Just wondering where the normalisation factor $\frac{1}{\sqrt{2 \omega_{\mathrm{p}}}}$ comes from in this field operator expression?
\begin{equation} \phi(\mathbf{x})=\int \frac{d^{3} p}{\left(2 \pi^{3}\right)} \frac{1}{\sqrt{2 \omega_{\mathrm{p}}}}\left(a_{\mathbf{p}} e^{i \mathbf{p} \cdot \mathbf{x}}+a_{\mathbf{p}}^{\dagger} e^{-i \mathbf{p} \cdot \mathbf{x}}\right) \end{equation}
This also bothered me when I was learning QFT. My current understanding is that this $1\over\sqrt{2\omega_p}$ is not important. The reasons why books are written in this I guess are as following.

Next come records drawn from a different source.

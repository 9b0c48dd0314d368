//! Configuration access port trait.

/// Read access to sectioned key/value settings. Values are returned raw;
/// parsing and range checks live in the domain.
pub trait ConfigPort {
    fn get_string(&self, section: &str, key: &str) -> Option<String>;
}
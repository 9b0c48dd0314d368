//! HTML templates using Askama.

use askama::Template;

/// Full-page layout around a page fragment.
#[derive(Template)]
#[template(path = "base.html")]
pub struct BasePage<'a> {
    pub title: &'a str,
    pub nav: &'a str,
    pub sidebar: &'a str,
    pub content: &'a str,
}

#[derive(Template)]
#[template(path = "error.html")]
pub struct ErrorTemplate<'a> {
    pub message: &'a str,
    pub status: u16,
}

People used to work with harmonic oscillators, where they set $$x=\frac{1}{\sqrt{2\omega}}(a+a^\dagger).$$ Remember that QFT is merely many harmonic oscillators with different $\omega$ summed together. So they chose this historical convention.
This factor can simplify the commutator of $a$ and $a^\dagger$ $$[a_{p},a_{p'}^\dagger]=(2\pi)^3\delta^3(p-p').$$ This makes $a$ and $a^\dagger$ more suitable for the name creation/annihilation operators.
You need not stick to this convention. Some books, for example, string theory textbooks, do not adopt this convention. And you will get a slightly different version of commutators.